Exercise goal: When you reach the line in the data below that contains "pub fn load_snapshot_from_file(path: &Path)", please start repeating lines exactly, and stop after the line that contains "use tracing::warn;", repeating nothing else.

(Items from a data source)

▬▬▬

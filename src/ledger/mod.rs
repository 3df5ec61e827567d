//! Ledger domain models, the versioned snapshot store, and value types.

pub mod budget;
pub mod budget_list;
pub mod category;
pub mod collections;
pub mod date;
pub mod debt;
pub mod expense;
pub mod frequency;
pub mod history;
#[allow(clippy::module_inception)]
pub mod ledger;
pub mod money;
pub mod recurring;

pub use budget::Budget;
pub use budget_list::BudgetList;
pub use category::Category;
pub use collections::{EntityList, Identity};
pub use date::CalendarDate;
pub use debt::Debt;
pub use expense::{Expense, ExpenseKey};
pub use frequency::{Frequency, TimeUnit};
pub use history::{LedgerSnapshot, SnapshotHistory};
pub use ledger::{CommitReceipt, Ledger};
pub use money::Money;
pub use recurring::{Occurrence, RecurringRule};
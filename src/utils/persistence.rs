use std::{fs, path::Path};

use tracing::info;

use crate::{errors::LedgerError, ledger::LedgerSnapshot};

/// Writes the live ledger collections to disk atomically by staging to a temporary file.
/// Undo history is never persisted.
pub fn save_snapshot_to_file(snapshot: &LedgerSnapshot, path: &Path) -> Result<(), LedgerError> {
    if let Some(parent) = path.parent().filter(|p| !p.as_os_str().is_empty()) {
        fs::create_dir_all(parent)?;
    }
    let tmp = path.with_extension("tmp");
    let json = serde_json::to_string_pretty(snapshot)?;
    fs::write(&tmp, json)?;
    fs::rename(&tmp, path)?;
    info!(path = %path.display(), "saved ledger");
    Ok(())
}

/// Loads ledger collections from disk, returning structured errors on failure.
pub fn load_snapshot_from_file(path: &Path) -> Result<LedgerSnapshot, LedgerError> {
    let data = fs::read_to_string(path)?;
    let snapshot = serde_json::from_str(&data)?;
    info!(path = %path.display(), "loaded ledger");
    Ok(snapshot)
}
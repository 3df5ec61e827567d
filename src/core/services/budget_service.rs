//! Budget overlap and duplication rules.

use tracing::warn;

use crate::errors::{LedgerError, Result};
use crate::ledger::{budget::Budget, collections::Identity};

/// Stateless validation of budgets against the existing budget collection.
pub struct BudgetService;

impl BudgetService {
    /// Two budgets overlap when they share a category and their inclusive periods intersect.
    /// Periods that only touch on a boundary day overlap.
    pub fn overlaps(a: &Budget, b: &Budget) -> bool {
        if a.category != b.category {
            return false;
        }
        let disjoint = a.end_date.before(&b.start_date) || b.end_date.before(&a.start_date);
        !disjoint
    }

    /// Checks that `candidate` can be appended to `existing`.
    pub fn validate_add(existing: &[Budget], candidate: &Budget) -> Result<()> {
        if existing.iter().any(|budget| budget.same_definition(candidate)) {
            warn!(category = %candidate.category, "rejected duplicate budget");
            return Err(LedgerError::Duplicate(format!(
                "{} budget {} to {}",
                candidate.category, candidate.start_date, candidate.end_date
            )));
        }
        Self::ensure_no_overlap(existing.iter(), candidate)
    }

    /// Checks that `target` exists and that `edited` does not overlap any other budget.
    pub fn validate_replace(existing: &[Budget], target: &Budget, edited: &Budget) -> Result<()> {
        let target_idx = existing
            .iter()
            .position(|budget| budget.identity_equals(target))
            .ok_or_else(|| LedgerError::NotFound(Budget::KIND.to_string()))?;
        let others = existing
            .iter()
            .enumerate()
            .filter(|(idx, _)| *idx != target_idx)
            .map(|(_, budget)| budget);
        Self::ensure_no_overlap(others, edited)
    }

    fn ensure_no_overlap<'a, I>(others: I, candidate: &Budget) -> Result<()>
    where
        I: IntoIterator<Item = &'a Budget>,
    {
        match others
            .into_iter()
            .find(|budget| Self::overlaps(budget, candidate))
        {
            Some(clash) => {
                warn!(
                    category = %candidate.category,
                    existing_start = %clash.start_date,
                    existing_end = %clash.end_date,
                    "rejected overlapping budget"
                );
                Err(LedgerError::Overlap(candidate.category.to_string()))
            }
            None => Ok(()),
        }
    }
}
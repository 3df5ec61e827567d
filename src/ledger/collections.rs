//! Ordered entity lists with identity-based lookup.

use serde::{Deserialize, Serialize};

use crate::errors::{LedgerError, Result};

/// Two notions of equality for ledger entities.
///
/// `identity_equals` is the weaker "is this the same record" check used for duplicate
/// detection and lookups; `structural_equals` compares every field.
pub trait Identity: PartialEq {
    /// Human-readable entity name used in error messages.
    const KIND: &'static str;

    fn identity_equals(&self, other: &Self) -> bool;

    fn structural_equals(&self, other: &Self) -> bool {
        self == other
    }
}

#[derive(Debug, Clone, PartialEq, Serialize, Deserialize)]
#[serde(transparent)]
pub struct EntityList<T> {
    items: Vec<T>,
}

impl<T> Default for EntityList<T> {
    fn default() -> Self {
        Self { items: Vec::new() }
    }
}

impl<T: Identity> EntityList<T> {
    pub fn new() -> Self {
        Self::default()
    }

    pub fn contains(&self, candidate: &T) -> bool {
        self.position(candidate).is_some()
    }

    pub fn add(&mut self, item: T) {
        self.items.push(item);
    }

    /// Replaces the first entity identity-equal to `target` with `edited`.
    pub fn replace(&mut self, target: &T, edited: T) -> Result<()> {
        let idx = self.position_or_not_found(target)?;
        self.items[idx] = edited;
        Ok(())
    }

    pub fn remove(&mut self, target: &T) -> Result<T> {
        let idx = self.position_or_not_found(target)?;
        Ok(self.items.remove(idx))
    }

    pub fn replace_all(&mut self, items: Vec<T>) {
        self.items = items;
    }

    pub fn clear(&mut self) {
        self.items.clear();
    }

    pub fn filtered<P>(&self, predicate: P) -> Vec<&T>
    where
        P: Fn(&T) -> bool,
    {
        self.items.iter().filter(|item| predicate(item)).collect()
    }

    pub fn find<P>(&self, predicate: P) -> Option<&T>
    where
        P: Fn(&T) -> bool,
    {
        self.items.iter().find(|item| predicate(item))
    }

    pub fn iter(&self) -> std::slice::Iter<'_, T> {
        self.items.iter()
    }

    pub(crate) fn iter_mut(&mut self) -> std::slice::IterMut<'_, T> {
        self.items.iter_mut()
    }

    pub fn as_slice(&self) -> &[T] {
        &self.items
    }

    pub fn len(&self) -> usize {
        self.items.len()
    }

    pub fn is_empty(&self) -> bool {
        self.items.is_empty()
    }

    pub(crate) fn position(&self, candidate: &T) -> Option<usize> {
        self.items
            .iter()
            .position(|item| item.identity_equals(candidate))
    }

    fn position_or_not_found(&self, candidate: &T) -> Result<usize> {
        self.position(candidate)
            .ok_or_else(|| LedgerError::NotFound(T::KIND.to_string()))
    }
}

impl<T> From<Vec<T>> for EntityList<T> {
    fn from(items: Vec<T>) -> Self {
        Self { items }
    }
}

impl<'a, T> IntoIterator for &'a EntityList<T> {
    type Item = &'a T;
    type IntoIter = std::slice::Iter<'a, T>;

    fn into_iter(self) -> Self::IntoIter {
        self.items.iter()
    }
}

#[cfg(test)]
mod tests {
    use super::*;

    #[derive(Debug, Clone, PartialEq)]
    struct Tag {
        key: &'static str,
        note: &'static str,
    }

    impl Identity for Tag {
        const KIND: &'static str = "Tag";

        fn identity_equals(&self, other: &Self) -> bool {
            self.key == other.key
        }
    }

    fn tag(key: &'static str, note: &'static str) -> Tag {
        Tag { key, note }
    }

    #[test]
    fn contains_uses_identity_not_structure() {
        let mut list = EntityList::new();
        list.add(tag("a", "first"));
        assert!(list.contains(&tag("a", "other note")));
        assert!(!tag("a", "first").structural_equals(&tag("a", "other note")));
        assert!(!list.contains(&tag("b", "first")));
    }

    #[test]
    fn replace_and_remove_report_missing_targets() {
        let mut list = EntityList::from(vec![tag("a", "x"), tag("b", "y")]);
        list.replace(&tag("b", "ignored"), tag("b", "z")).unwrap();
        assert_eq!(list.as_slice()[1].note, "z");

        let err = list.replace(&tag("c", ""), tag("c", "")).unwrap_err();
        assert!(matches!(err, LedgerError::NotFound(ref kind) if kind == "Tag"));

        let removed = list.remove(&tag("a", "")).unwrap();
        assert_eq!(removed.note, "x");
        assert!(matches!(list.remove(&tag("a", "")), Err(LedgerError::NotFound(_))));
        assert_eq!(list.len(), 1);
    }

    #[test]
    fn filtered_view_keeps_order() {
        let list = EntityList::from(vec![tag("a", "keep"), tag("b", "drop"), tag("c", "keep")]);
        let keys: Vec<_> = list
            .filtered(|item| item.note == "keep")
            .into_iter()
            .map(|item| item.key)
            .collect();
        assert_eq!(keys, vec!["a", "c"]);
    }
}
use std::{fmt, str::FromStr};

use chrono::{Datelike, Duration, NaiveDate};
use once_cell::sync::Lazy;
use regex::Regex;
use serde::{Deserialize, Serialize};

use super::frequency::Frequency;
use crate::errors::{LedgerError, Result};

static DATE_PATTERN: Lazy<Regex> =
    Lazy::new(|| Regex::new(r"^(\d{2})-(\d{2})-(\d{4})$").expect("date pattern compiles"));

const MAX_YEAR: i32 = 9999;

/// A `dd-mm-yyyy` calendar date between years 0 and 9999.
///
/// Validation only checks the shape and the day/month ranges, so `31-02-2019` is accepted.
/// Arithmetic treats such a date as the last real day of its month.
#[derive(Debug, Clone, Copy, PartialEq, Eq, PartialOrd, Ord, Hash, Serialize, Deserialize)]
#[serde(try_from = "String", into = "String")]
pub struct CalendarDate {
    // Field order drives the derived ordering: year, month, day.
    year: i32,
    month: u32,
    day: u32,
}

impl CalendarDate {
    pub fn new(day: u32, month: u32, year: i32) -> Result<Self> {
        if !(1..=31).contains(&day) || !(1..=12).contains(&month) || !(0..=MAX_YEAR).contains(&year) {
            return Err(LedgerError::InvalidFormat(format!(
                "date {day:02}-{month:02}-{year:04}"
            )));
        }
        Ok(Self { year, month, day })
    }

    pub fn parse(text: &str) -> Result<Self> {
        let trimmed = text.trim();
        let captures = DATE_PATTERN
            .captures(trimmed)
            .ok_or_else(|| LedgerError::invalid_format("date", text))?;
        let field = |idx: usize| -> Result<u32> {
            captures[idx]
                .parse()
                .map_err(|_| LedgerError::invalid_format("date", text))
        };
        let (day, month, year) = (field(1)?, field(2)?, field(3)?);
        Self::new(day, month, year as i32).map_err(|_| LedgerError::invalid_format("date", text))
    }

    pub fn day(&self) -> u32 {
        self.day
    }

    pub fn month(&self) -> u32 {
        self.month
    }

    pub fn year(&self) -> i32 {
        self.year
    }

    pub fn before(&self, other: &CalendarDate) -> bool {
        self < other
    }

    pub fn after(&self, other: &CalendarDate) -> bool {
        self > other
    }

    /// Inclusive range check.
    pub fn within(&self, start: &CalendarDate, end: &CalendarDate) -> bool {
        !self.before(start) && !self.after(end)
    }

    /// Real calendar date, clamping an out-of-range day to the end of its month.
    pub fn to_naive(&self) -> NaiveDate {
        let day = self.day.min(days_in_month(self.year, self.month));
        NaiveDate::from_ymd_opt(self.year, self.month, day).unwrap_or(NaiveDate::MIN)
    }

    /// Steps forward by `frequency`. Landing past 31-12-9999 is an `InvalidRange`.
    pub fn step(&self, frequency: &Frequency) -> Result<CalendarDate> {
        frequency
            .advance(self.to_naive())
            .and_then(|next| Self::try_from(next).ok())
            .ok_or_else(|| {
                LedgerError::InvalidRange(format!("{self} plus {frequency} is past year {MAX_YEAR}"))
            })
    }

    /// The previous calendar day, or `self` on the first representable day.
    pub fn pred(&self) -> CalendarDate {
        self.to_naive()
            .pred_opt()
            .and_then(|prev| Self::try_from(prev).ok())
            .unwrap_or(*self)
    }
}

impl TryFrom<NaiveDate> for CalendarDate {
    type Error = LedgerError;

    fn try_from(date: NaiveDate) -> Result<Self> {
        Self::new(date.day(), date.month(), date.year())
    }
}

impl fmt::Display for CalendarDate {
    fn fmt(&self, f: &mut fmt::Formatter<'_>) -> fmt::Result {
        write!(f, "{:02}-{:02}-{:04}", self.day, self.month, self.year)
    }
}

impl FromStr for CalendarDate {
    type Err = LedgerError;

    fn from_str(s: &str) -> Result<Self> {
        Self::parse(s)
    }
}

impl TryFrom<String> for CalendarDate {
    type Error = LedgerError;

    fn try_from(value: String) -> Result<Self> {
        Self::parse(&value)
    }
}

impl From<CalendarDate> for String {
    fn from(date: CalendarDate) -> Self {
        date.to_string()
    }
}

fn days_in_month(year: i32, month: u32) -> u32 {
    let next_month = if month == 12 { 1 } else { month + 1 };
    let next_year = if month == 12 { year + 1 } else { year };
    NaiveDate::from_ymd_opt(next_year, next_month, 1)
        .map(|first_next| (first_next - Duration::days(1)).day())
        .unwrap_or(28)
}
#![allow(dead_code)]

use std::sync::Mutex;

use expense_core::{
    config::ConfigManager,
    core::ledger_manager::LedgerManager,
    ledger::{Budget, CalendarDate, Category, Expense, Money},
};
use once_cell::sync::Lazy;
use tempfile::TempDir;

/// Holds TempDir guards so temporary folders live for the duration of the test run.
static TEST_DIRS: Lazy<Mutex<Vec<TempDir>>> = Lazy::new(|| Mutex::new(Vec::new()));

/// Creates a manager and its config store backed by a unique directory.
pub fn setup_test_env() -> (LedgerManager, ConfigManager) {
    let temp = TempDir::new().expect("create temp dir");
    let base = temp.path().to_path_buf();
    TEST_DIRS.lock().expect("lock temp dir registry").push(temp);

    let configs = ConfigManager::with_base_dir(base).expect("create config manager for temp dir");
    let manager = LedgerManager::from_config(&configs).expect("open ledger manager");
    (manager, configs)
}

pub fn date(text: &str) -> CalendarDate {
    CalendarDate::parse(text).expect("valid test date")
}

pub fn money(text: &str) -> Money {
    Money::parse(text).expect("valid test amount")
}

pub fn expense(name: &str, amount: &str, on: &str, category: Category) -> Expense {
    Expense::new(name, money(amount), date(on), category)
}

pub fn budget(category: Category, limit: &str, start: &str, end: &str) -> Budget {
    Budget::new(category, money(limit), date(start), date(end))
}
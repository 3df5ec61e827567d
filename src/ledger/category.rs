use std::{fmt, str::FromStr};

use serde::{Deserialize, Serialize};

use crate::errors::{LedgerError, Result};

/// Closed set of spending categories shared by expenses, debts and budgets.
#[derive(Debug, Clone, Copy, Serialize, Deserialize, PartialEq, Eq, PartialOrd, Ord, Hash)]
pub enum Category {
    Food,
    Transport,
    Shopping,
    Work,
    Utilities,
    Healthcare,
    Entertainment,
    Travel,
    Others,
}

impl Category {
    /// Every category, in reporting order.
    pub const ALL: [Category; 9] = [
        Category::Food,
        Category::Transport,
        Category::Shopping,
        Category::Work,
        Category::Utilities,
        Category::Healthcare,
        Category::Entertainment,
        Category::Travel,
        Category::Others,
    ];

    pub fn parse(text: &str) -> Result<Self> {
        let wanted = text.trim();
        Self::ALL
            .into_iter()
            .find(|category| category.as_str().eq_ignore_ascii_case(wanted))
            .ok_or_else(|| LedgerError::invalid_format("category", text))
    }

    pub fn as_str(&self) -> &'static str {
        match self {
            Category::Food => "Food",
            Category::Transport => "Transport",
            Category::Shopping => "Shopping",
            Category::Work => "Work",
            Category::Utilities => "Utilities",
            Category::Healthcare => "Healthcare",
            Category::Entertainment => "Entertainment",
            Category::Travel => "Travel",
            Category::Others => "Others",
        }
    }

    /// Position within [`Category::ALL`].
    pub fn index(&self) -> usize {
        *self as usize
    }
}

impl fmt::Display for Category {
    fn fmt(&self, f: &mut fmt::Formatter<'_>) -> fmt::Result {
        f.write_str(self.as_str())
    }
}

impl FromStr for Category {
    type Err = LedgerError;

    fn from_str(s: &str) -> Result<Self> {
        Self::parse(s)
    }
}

▬▬▬

Written answer:
pub fn load_snapshot_from_file(path: &Path) -> Result<LedgerSnapshot, LedgerError> {
    let data = fs::read_to_string(path)?;
    let snapshot = serde_json::from_str(&data)?;
    info!(path = %path.display(), "loaded ledger");
    Ok(snapshot)
}
repository 3df5ec61e827567d
filename src/core/services/budget_service.rs
//! Budget overlap and duplication rules.

use tracing::warn;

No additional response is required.